[Saved entries]
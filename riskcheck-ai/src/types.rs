//! Core data model for risk analysis
//!
//! Every type here is serialised into the artifact JSON with stable
//! snake_case key names, so external report viewers can read artifacts
//! without depending on this crate.
//!
//! # Severity scale
//! Social grades run `A < B < C < D < E` (E = most severe). Legal grades map
//! onto the same five-level ordinal scale:
//! - not in violation → 0 (A)
//! - potential violation → 2 (C)
//! - in violation → 4 (E)
//! - an explicit letter grade keeps its own level

use serde::{Deserialize, Serialize};
use std::fmt;
use std::str::FromStr;
use thiserror::Error;

// ============================================================================
// Grades
// ============================================================================

/// Unrecognised grade string
#[derive(Debug, Clone, Error, PartialEq, Eq)]
#[error("Unknown grade: {0}")]
pub struct GradeParseError(pub String);

/// Five-level severity grade (`A` least severe, `E` most severe)
#[derive(Debug, Clone, Copy, PartialEq, Eq, Hash, PartialOrd, Ord, Serialize, Deserialize)]
#[serde(try_from = "String", into = "String")]
pub enum Grade {
    A,
    B,
    C,
    D,
    E,
}

impl Grade {
    /// Ordinal severity, 0 (A) through 4 (E)
    pub fn severity(self) -> u8 {
        self as u8
    }

    pub fn from_severity(level: u8) -> Grade {
        match level {
            0 => Grade::A,
            1 => Grade::B,
            2 => Grade::C,
            3 => Grade::D,
            _ => Grade::E,
        }
    }

    /// Taxonomy weights are inverted: weight 1 is the most dangerous
    pub fn from_risk_weight(weight: u8) -> Grade {
        Grade::from_severity(5u8.saturating_sub(weight.clamp(1, 5)))
    }

    pub fn as_str(self) -> &'static str {
        match self {
            Grade::A => "A",
            Grade::B => "B",
            Grade::C => "C",
            Grade::D => "D",
            Grade::E => "E",
        }
    }
}

impl fmt::Display for Grade {
    fn fmt(&self, f: &mut fmt::Formatter<'_>) -> fmt::Result {
        f.write_str(self.as_str())
    }
}

impl FromStr for Grade {
    type Err = GradeParseError;

    fn from_str(s: &str) -> Result<Self, Self::Err> {
        match s.trim().to_ascii_uppercase().as_str() {
            "A" => Ok(Grade::A),
            "B" => Ok(Grade::B),
            "C" => Ok(Grade::C),
            "D" => Ok(Grade::D),
            "E" => Ok(Grade::E),
            _ => Err(GradeParseError(s.to_string())),
        }
    }
}

impl TryFrom<String> for Grade {
    type Error = GradeParseError;

    fn try_from(value: String) -> Result<Self, Self::Error> {
        value.parse()
    }
}

impl From<Grade> for String {
    fn from(grade: Grade) -> Self {
        grade.as_str().to_string()
    }
}

/// Legal compliance grade
#[derive(Debug, Clone, Copy, PartialEq, Eq, Hash, Serialize, Deserialize)]
#[serde(try_from = "String", into = "String")]
pub enum LegalGrade {
    /// 抵触していない
    NotInViolation,
    /// 抵触する可能性がある
    PotentialViolation,
    /// 抵触している
    InViolation,
    /// Letter refinement emitted by the judgement service
    Graded(Grade),
}

impl LegalGrade {
    /// Position on the shared five-level ordinal scale
    pub fn severity(self) -> u8 {
        match self {
            LegalGrade::NotInViolation => 0,
            LegalGrade::PotentialViolation => 2,
            LegalGrade::InViolation => 4,
            LegalGrade::Graded(grade) => grade.severity(),
        }
    }

    pub fn as_str(self) -> &'static str {
        match self {
            LegalGrade::NotInViolation => "抵触していない",
            LegalGrade::PotentialViolation => "抵触する可能性がある",
            LegalGrade::InViolation => "抵触している",
            LegalGrade::Graded(grade) => grade.as_str(),
        }
    }
}

impl fmt::Display for LegalGrade {
    fn fmt(&self, f: &mut fmt::Formatter<'_>) -> fmt::Result {
        f.write_str(self.as_str())
    }
}

impl FromStr for LegalGrade {
    type Err = GradeParseError;

    fn from_str(s: &str) -> Result<Self, Self::Err> {
        let trimmed = s.trim();
        let normalized = trimmed.to_ascii_lowercase().replace(['-', ' '], "_");
        match normalized.as_str() {
            "抵触していない" | "抵触しない" | "not_in_violation" | "compliant" => {
                Ok(LegalGrade::NotInViolation)
            }
            "抵触する可能性がある" | "potential_violation" | "possible_violation" => {
                Ok(LegalGrade::PotentialViolation)
            }
            "抵触している" | "抵触する" | "in_violation" | "violation" => {
                Ok(LegalGrade::InViolation)
            }
            _ => trimmed.parse::<Grade>().map(LegalGrade::Graded),
        }
    }
}

impl TryFrom<String> for LegalGrade {
    type Error = GradeParseError;

    fn try_from(value: String) -> Result<Self, Self::Error> {
        value.parse()
    }
}

impl From<LegalGrade> for String {
    fn from(grade: LegalGrade) -> Self {
        grade.as_str().to_string()
    }
}

// ============================================================================
// Media and extraction
// ============================================================================

/// Uploaded media kind
#[derive(Debug, Clone, Copy, PartialEq, Eq, Serialize, Deserialize)]
#[serde(rename_all = "lowercase")]
pub enum MediaType {
    Video,
    Image,
}

impl FromStr for MediaType {
    type Err = String;

    fn from_str(s: &str) -> Result<Self, Self::Err> {
        match s.trim().to_ascii_lowercase().as_str() {
            "video" => Ok(MediaType::Video),
            "image" => Ok(MediaType::Image),
            other => Err(format!("unsupported media type: {}", other)),
        }
    }
}

/// Prefix of the offline payloads produced without an API key
pub const STUB_PREFIX: &str = "[stub]";

/// Where an extraction value came from
#[derive(Debug, Clone, Copy, PartialEq, Eq, Serialize, Deserialize)]
#[serde(rename_all = "lowercase")]
pub enum ExtractionSource {
    Ai,
    Fallback,
    Skipped,
}

/// Text extraction output (transcript or OCR) for one (step, run) pair
#[derive(Debug, Clone, PartialEq, Serialize, Deserialize)]
pub struct ExtractionResult {
    pub text: String,
    pub source: ExtractionSource,
    pub note: Option<String>,
}

impl ExtractionResult {
    pub fn from_judged(judged: Judged<String>) -> Self {
        match judged {
            Judged::Ok(text) => Self {
                text,
                source: ExtractionSource::Ai,
                note: None,
            },
            Judged::Fallback { value, note } => Self {
                text: value,
                source: ExtractionSource::Fallback,
                note: Some(note),
            },
        }
    }

    pub fn skipped(text: impl Into<String>, note: impl Into<String>) -> Self {
        Self {
            text: text.into(),
            source: ExtractionSource::Skipped,
            note: Some(note.into()),
        }
    }

    /// Text extracted from the media itself
    ///
    /// Empty for placeholders, skipped steps and offline stub output, none of
    /// which describe the media.
    pub fn evidence_text(&self) -> &str {
        if self.source == ExtractionSource::Ai && !self.text.trim_start().starts_with(STUB_PREFIX) {
            &self.text
        } else {
            ""
        }
    }
}

#[derive(Debug, Clone, Default, PartialEq, Serialize, Deserialize)]
pub struct VisualShot {
    #[serde(default)]
    pub timecode: String,
    #[serde(default)]
    pub description: String,
}

#[derive(Debug, Clone, Default, PartialEq, Serialize, Deserialize)]
pub struct VisualSegment {
    #[serde(default)]
    pub label: String,
    #[serde(default)]
    pub description: String,
    #[serde(default)]
    pub shots: Vec<VisualShot>,
}

/// Visual analysis output
#[derive(Debug, Clone, Default, PartialEq, Serialize, Deserialize)]
pub struct VisualResult {
    #[serde(default)]
    pub summary: String,
    #[serde(default)]
    pub segments: Vec<VisualSegment>,
    #[serde(default)]
    pub risk_flags: Vec<String>,
}

impl VisualResult {
    /// Concatenated segment descriptions, used to compare runs
    pub fn description_text(&self) -> String {
        self.segments
            .iter()
            .map(|s| s.description.as_str())
            .collect::<Vec<_>>()
            .join(" ")
    }

    /// Placeholder or stub output rather than a real analysis
    pub fn is_stub(&self) -> bool {
        self.summary.starts_with(STUB_PREFIX)
            || self
                .risk_flags
                .iter()
                .any(|f| f == "analysis-unavailable" || f == "insight-unavailable")
    }
}

/// Visual analysis output for one run, with provenance
#[derive(Debug, Clone, PartialEq, Serialize, Deserialize)]
pub struct VisualExtraction {
    pub result: VisualResult,
    pub source: ExtractionSource,
    pub note: Option<String>,
}

impl VisualExtraction {
    pub fn from_judged(judged: Judged<VisualResult>) -> Self {
        match judged {
            Judged::Ok(result) => Self {
                result,
                source: ExtractionSource::Ai,
                note: None,
            },
            Judged::Fallback { value, note } => Self {
                result: value,
                source: ExtractionSource::Fallback,
                note: Some(note),
            },
        }
    }
}

// ============================================================================
// Risk assessment
// ============================================================================

#[derive(Debug, Clone, PartialEq, Eq, Hash, Serialize, Deserialize)]
pub struct RiskFinding {
    pub timecode: String,
    pub detail: String,
}

#[derive(Debug, Clone, PartialEq, Eq, Serialize, Deserialize)]
pub struct LegalViolation {
    pub reference: Option<String>,
    pub expression: String,
    pub severity: Option<String>,
    pub timecode: Option<String>,
}

#[derive(Debug, Clone, PartialEq, Serialize, Deserialize)]
pub struct SubRiskTag {
    pub name: String,
    pub grade: Grade,
    pub reason: String,
    pub detected_text: Option<String>,
    pub detected_timecode: Option<String>,
    /// Taxonomy weight attached at judgement time (1 = most severe)
    pub risk_level: Option<u8>,
}

#[derive(Debug, Clone, PartialEq, Serialize, Deserialize)]
pub struct RiskTag {
    pub name: String,
    pub grade: Grade,
    pub reason: String,
    pub detected_text: Option<String>,
    pub detected_timecode: Option<String>,
    pub risk_level: Option<u8>,
    pub related_sub_tags: Vec<SubRiskTag>,
}

#[derive(Debug, Clone, PartialEq, Serialize, Deserialize)]
pub struct SocialAssessment {
    pub grade: Grade,
    pub reason: String,
    pub findings: Vec<RiskFinding>,
}

#[derive(Debug, Clone, PartialEq, Serialize, Deserialize)]
pub struct LegalAssessment {
    pub grade: LegalGrade,
    pub reason: String,
    pub recommendations: Option<String>,
    pub violations: Vec<LegalViolation>,
    pub findings: Vec<RiskFinding>,
}

#[derive(Debug, Clone, PartialEq, Serialize, Deserialize)]
pub struct RiskMatrix {
    pub x_axis: String,
    pub y_axis: String,
    pub position: [i32; 2],
}

impl Default for RiskMatrix {
    fn default() -> Self {
        Self {
            x_axis: "法務評価".to_string(),
            y_axis: "社会的感度".to_string(),
            position: [0, 0],
        }
    }
}

/// One structured risk judgement, or the merged consensus of several
#[derive(Debug, Clone, PartialEq, Serialize, Deserialize)]
pub struct RiskAssessmentResult {
    pub social: SocialAssessment,
    pub legal: LegalAssessment,
    pub matrix: RiskMatrix,
    pub tags: Vec<RiskTag>,
    /// Present on merged results and on per-run results once scored
    pub burn_risk: Option<BurnRiskProfile>,
    /// Explanation attached to fallback results
    pub note: Option<String>,
}

// ============================================================================
// Burn risk
// ============================================================================

#[derive(Debug, Clone, Copy, PartialEq, Eq, Hash, Serialize, Deserialize)]
#[serde(rename_all = "lowercase")]
pub enum BurnEntryType {
    Tag,
    Subtag,
}

impl BurnEntryType {
    pub fn as_str(self) -> &'static str {
        match self {
            BurnEntryType::Tag => "tag",
            BurnEntryType::Subtag => "subtag",
        }
    }
}

#[derive(Debug, Clone, PartialEq, Serialize, Deserialize)]
pub struct BurnRiskDetail {
    pub name: String,
    pub risk: u8,
    pub label: String,
    #[serde(rename = "type")]
    pub entry_type: BurnEntryType,
    pub detected_text: Option<String>,
    pub reason: Option<String>,
    pub parent_tag: Option<String>,
}

/// Virality / incident risk profile derived from tag weights
///
/// An empty profile serialises as `{"count": 0, "details": []}`.
#[derive(Debug, Clone, Default, PartialEq, Serialize, Deserialize)]
pub struct BurnRiskProfile {
    pub count: usize,
    #[serde(default, skip_serializing_if = "Option::is_none")]
    pub average: Option<f64>,
    #[serde(default, skip_serializing_if = "Option::is_none")]
    pub grade: Option<Grade>,
    #[serde(default, skip_serializing_if = "Option::is_none")]
    pub label: Option<String>,
    #[serde(default, skip_serializing_if = "Option::is_none")]
    pub min: Option<u8>,
    #[serde(default, skip_serializing_if = "Option::is_none")]
    pub max: Option<u8>,
    pub details: Vec<BurnRiskDetail>,
}

impl BurnRiskProfile {
    pub fn empty() -> Self {
        Self::default()
    }

    pub fn is_empty(&self) -> bool {
        self.count == 0
    }
}

// ============================================================================
// Step outcome
// ============================================================================

/// Outcome of one call across the judgement boundary
///
/// The boundary never raises: a failed call still yields a usable value,
/// tagged with a human-readable note explaining the substitution.
#[derive(Debug, Clone, PartialEq)]
pub enum Judged<T> {
    Ok(T),
    Fallback { value: T, note: String },
}

impl<T> Judged<T> {
    pub fn fallback(value: T, note: impl Into<String>) -> Self {
        Judged::Fallback {
            value,
            note: note.into(),
        }
    }

    pub fn is_fallback(&self) -> bool {
        matches!(self, Judged::Fallback { .. })
    }

    pub fn value(&self) -> &T {
        match self {
            Judged::Ok(value) | Judged::Fallback { value, .. } => value,
        }
    }

    pub fn note(&self) -> Option<&str> {
        match self {
            Judged::Ok(_) => None,
            Judged::Fallback { note, .. } => Some(note),
        }
    }

    pub fn into_value(self) -> T {
        match self {
            Judged::Ok(value) | Judged::Fallback { value, .. } => value,
        }
    }

    pub fn into_parts(self) -> (T, Option<String>) {
        match self {
            Judged::Ok(value) => (value, None),
            Judged::Fallback { value, note } => (value, Some(note)),
        }
    }

    pub fn map<U, F: FnOnce(T) -> U>(self, f: F) -> Judged<U> {
        match self {
            Judged::Ok(value) => Judged::Ok(f(value)),
            Judged::Fallback { value, note } => Judged::Fallback {
                value: f(value),
                note,
            },
        }
    }
}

**EXERCISE REQUIREMENTS**
Which of the lines above include the word "normalized"? List those lines.

**OUTPUT OF THE EXERCISE**
        let normalized = trimmed.to_ascii_lowercase().replace(['-', ' '], "_");
        match normalized.as_str() {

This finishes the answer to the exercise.